When Yahoo first disclosed the breach in September, the company attributed the attack to “a state-sponsored actor,” a claim that some security experts found questionable at the time. Subsequent reports found that the Yahoo database was sold a number of times, suggesting a criminal profit motive rather than intelligence gathering.
According to the Department of Justice, that was a result of the FSB’s collaboration with its criminal contractors, who sold much of the stolen information after it had been handed over. One of the contractors also allegedly searched the accounts for gift cards and other financial info.
“There are no free passes.”
Yahoo’s database was breached two separate times during the period — once in August 2013 and again in late 2014, revealing account details for hundreds of millions of users each time.

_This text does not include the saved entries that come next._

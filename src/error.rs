//! Unified error type for the ncd-canopy library.
//!
//! Library code returns `CanopyError`; the CLI wraps it in `anyhow::Result`
//! for context chaining.
//!
//! # Error Categories
//!
//! - **Io**: File system operations (open, read, write)
//! - **Config**: Invalid run parameters (thresholds, mode selection)
//! - **Parse**: Malformed record or pairs lines, duplicate ids in a file
//! - **UnknownRecord**: A pair references an id absent from the store
//! - **DuplicateRecord**: A record id inserted into a store twice
//! - **Compression**: The compression oracle failed

use std::fmt;
use std::path::PathBuf;

use crate::types::RecordId;

/// Unified error type for the ncd-canopy library.
#[derive(Debug)]
pub enum CanopyError {
    /// I/O error with path context.
    Io {
        path: PathBuf,
        operation: &'static str,
        source: std::io::Error,
    },

    /// Invalid configuration, detected before any computation starts.
    Config(String),

    /// Malformed input line.
    Parse {
        path: PathBuf,
        /// 1-based line number.
        line: usize,
        content: String,
        detail: String,
    },

    /// Reference to a record id that is not loaded.
    UnknownRecord { id: RecordId, context: String },

    /// A record id that is already loaded.
    DuplicateRecord(RecordId),

    /// Compression oracle failure.
    Compression(String),
}

impl fmt::Display for CanopyError {
    fn fmt(&self, f: &mut fmt::Formatter<'_>) -> fmt::Result {
        match self {
            CanopyError::Io {
                path,
                operation,
                source,
            } => {
                write!(
                    f,
                    "I/O error during {} on '{}': {}",
                    operation,
                    path.display(),
                    source
                )
            }
            CanopyError::Config(msg) => write!(f, "Configuration error: {}", msg),
            CanopyError::Parse {
                path,
                line,
                content,
                detail,
            } => {
                write!(
                    f,
                    "Parse error in '{}' at line {}: {} (line: {:?})",
                    path.display(),
                    line,
                    detail,
                    content
                )
            }
            CanopyError::UnknownRecord { id, context } => {
                write!(f, "Unknown record id {} ({})", id, context)
            }
            CanopyError::DuplicateRecord(id) => write!(f, "duplicate record id {}", id),
            CanopyError::Compression(msg) => write!(f, "Compression error: {}", msg),
        }
    }
}

impl std::error::Error for CanopyError {
    fn source(&self) -> Option<&(dyn std::error::Error + 'static)> {
        match self {
            CanopyError::Io { source, .. } => Some(source),
            _ => None,
        }
    }
}

impl From<std::io::Error> for CanopyError {
    fn from(err: std::io::Error) -> Self {
        CanopyError::Io {
            path: PathBuf::new(),
            operation: "unknown",
            source: err,
        }
    }
}

/// Convenience type alias for Results using CanopyError.
pub type Result<T> = std::result::Result<T, CanopyError>;

// ============================================================================
// Helper constructors
// ============================================================================

impl CanopyError {
    /// Create an I/O error with path context.
    pub fn io(path: impl Into<PathBuf>, operation: &'static str, source: std::io::Error) -> Self {
        CanopyError::Io {
            path: path.into(),
            operation,
            source,
        }
    }

    /// Create a configuration error.
    pub fn config(msg: impl Into<String>) -> Self {
        CanopyError::Config(msg.into())
    }

    /// Create a parse error for a specific input line.
    pub fn parse(
        path: impl Into<PathBuf>,
        line: usize,
        content: impl Into<String>,
        detail: impl Into<String>,
    ) -> Self {
        CanopyError::Parse {
            path: path.into(),
            line,
            content: content.into(),
            detail: detail.into(),
        }
    }

    /// Create a reference error for an id missing from the store.
    pub fn unknown_record(id: RecordId, context: impl Into<String>) -> Self {
        CanopyError::UnknownRecord {
            id,
            context: context.into(),
        }
    }

    /// Create an error for an id that is already loaded.
    pub fn duplicate_record(id: RecordId) -> Self {
        CanopyError::DuplicateRecord(id)
    }

    /// Create a compression error.
    pub fn compression(msg: impl Into<String>) -> Self {
        CanopyError::Compression(msg.into())
    }
}
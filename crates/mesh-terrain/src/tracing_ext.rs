//! Tracing extensions for terrain meshing.
//!
//! Structured logging and timing helpers used by the pipeline stages.
//!
//! # Usage
//!
//! Enable tracing by initializing a subscriber in your application:
//!
//! ```rust
//! use tracing_subscriber::{EnvFilter, fmt, prelude::*};
//!
//! // Or EnvFilter::from_default_env() with RUST_LOG=mesh_terrain=debug
//! tracing_subscriber::registry()
//!     .with(fmt::layer())
//!     .with(EnvFilter::new("mesh_terrain=debug"))
//!     .init();
//!
//! tracing::debug!(target: "mesh_terrain::stage", "Subscriber ready");
//! ```
//!
//! # Log Levels
//!
//! - **WARN**: degraded optional fields, skipped stages
//! - **INFO**: stage summaries, timing
//! - **DEBUG**: intermediate values (spacing, grid size, retained percentage)
//! - **TRACE**: per-iteration detail

use std::time::Instant;
use tracing::{Span, debug, info, trace};

use crate::types::{PointSet, TerrainMesh};

/// A performance timer that logs duration on drop.
///
/// # Example
///
/// ```rust
/// use mesh_terrain::tracing_ext::OperationTimer;
///
/// fn expensive_operation() -> f64 {
///     let timer = OperationTimer::new("expensive_operation");
///     let _entered = timer.span().enter();
///     (0..1000).map(|i| i as f64).sum()
/// } // Timer logs duration when dropped
///
/// tracing_subscriber::fmt().with_env_filter("mesh_terrain=info").init();
/// assert_eq!(expensive_operation(), 499500.0);
/// ```
pub struct OperationTimer {
    name: &'static str,
    start: Instant,
    span: Span,
}

impl OperationTimer {
    /// Create a new operation timer.
    pub fn new(name: &'static str) -> Self {
        let span = tracing::info_span!("terrain_stage", stage = name);
        debug!(target: "mesh_terrain::timing", stage = name, "Starting stage");
        Self {
            name,
            start: Instant::now(),
            span,
        }
    }

    /// Get the elapsed time.
    pub fn elapsed_ms(&self) -> f64 {
        self.start.elapsed().as_secs_f64() * 1000.0
    }

    /// Get the span for this timer.
    pub fn span(&self) -> &Span {
        &self.span
    }
}

impl Drop for OperationTimer {
    fn drop(&mut self) {
        let elapsed_ms = self.elapsed_ms();
        info!(
            target: "mesh_terrain::timing",
            stage = self.name,
            elapsed_ms = format!("{:.2}", elapsed_ms),
            "Stage completed"
        );
    }
}

/// Log point set statistics at debug level.
pub fn log_point_set_stats(points: &PointSet, context: &str) {
    let Some((min, max)) = points.bounds() else {
        debug!(target: "mesh_terrain::state", context = context, points = 0, "Point set state");
        return;
    };
    let dims = max - min;

    debug!(
        target: "mesh_terrain::state",
        context = context,
        points = points.len(),
        extent = format!("{:.2} x {:.2} x {:.2}", dims.x, dims.y, dims.z),
        "Point set state"
    );
}

/// Log mesh statistics at debug level.
pub fn log_mesh_stats(mesh: &TerrainMesh, context: &str) {
    let (min, max) = mesh.bounds().unwrap_or_default();
    let dims = max - min;

    debug!(
        target: "mesh_terrain::state",
        context = context,
        vertices = mesh.vertex_count(),
        faces = mesh.face_count(),
        extent = format!("{:.2} x {:.2} x {:.2}", dims.x, dims.y, dims.z),
        "Mesh state"
    );
}

/// Log progress for an iterative stage.
pub fn log_progress(operation: &str, current: usize, total: usize) {
    let percent = if total > 0 {
        (current as f64 / total as f64 * 100.0) as u32
    } else {
        0
    };

    trace!(
        target: "mesh_terrain::progress",
        operation = operation,
        current = current,
        total = total,
        percent = percent,
        "Progress update"
    );
}

#[cfg(test)]
mod tests {
    use super::*;
    use crate::types::TerrainPoint;

    #[test]
    fn test_operation_timer() {
        let timer = OperationTimer::new("test_stage");
        std::thread::sleep(std::time::Duration::from_millis(10));
        assert!(timer.elapsed_ms() >= 10.0);
    }

    #[test]
    fn test_log_helpers_handle_empty_inputs() {
        log_point_set_stats(&PointSet::new(), "empty");
        log_mesh_stats(&TerrainMesh::new(), "empty");
        log_progress("nothing", 0, 0);
    }

    #[test]
    fn test_timer_logs_under_scoped_subscriber() {
        let subscriber = tracing_subscriber::fmt()
            .with_env_filter("mesh_terrain=trace")
            .with_test_writer()
            .finish();
        tracing::subscriber::with_default(subscriber, || {
            let timer = OperationTimer::new("scoped");
            let _entered = timer.span().enter();
            log_progress("scoped", 1, 2);
            assert!(timer.elapsed_ms() >= 0.0);
        });
    }

    #[test]
    fn test_log_point_set_stats() {
        let set = PointSet::from_points(vec![
            TerrainPoint::from_coords(0.0, 0.0, 0.0),
            TerrainPoint::from_coords(1.0, 2.0, 3.0),
        ]);
        log_point_set_stats(&set, "two points");
    }
}
//! Jet smoothing.
//!
//! Each point is projected onto a quadratic height field fitted to its
//! nearest neighbours in their principal frame. The pass is repeated a
//! fixed number of times.

use nalgebra::{DMatrix, DVector, Point3, Vector3};
use rayon::prelude::*;
use tracing::debug;

use crate::context::{MeshingContext, Stage};
use crate::error::TerrainResult;
use crate::pointcloud::{LocalFrame, SpatialIndex};
use crate::types::PointSet;

/// Neighbours per local fit.
pub const JET_NEIGHBORS: usize = 24;

/// Smoothing passes.
pub const JET_ITERATIONS: usize = 5;

/// Moves points onto locally fitted smooth surfaces.
pub trait SurfaceSmoothing: Send + Sync {
    /// Smooth in place. The number of points never changes.
    fn smooth(&self, points: &mut PointSet, ctx: &mut MeshingContext) -> TerrainResult<()>;
}

/// Degree-2 jet fitting smoother.
#[derive(Debug, Clone, Copy)]
pub struct JetSmoother {
    pub neighbors: usize,
    pub iterations: usize,
}

impl Default for JetSmoother {
    fn default() -> Self {
        Self {
            neighbors: JET_NEIGHBORS,
            iterations: JET_ITERATIONS,
        }
    }
}

impl JetSmoother {
    /// Smoother with 24 neighbours and 5 passes.
    pub fn new() -> Self {
        Self::default()
    }
}

impl SurfaceSmoothing for JetSmoother {
    fn smooth(&self, points: &mut PointSet, ctx: &mut MeshingContext) -> TerrainResult<()> {
        if points.len() < 3 {
            ctx.warn(
                Stage::Smooth,
                format!("Skipping jet smoothing of {} points", points.len()),
            );
            return Ok(());
        }

        for pass in 0..self.iterations {
            let positions = points.positions();
            let index = SpatialIndex::from_positions(&positions);

            let smoothed: Vec<Option<Point3<f64>>> = positions
                .par_iter()
                .map(|p| {
                    let neighborhood: Vec<Point3<f64>> = index
                        .k_nearest([p.x, p.y, p.z], self.neighbors)
                        .into_iter()
                        .map(|(i, _)| positions[i])
                        .collect();
                    jet_project(p, &neighborhood)
                })
                .collect();

            let mut unchanged = 0usize;
            for (point, new_position) in points.points.iter_mut().zip(smoothed) {
                match new_position {
                    Some(q) => point.position = q,
                    None => unchanged += 1,
                }
            }
            debug!(target: "mesh_terrain::stage", pass, unchanged, "Jet smoothing pass");
        }

        ctx.info(
            Stage::Smooth,
            format!("Jet smoothed {} points ({} passes)", points.len(), self.iterations),
        );
        Ok(())
    }
}

/// Project `p` onto the jet fitted to `neighborhood`.
///
/// Uses a quadratic with six or more neighbours and a plane with three to
/// five. `None` when the neighbourhood is degenerate.
pub fn jet_project(p: &Point3<f64>, neighborhood: &[Point3<f64>]) -> Option<Point3<f64>> {
    let frame = LocalFrame::fit(neighborhood)?;
    let local: Vec<Vector3<f64>> = neighborhood.iter().map(|q| frame.to_local(q)).collect();

    let scale = local
        .iter()
        .map(|l| l.x.abs().max(l.y.abs()))
        .fold(0.0f64, f64::max);
    if scale <= 0.0 || !scale.is_finite() {
        return None;
    }

    let columns = if local.len() >= 6 { 6 } else { 3 };
    let design = DMatrix::from_fn(local.len(), columns, |r, c| {
        monomial(local[r].x / scale, local[r].y / scale, c)
    });
    let heights = DVector::from_iterator(local.len(), local.iter().map(|l| l.z));

    let svd = design.svd(true, true);
    if svd.rank(1e-10) < columns {
        return None;
    }
    let coefficients = svd.solve(&heights, 1e-12).ok()?;

    let target = frame.to_local(p);
    let (u, v) = (target.x / scale, target.y / scale);
    let height: f64 = (0..columns).map(|c| coefficients[c] * monomial(u, v, c)).sum();
    if !height.is_finite() {
        return None;
    }

    Some(frame.to_world(&Vector3::new(target.x, target.y, height)))
}

#[inline]
fn monomial(u: f64, v: f64, index: usize) -> f64 {
    match index {
        0 => 1.0,
        1 => u,
        2 => v,
        3 => u * u,
        4 => u * v,
        _ => v * v,
    }
}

Today’s charges deal only with the 2014 breach, which compromised 500 million accounts. Many blamed Yahoo CEO Marissa Mayer for refusing to invest in more robust security measures. Mayer later acknowledged the error, and gave up her annual salary, bonus and equity grant for 2016 as a result.
Details of the breaches became public only after Yahoo had struck a deal to be acquired by Verizon. News of the security issues caused significant friction in the deal, ultimately causing Verizon to lower its purchase price by $350 million, to $4.4 billion dollars.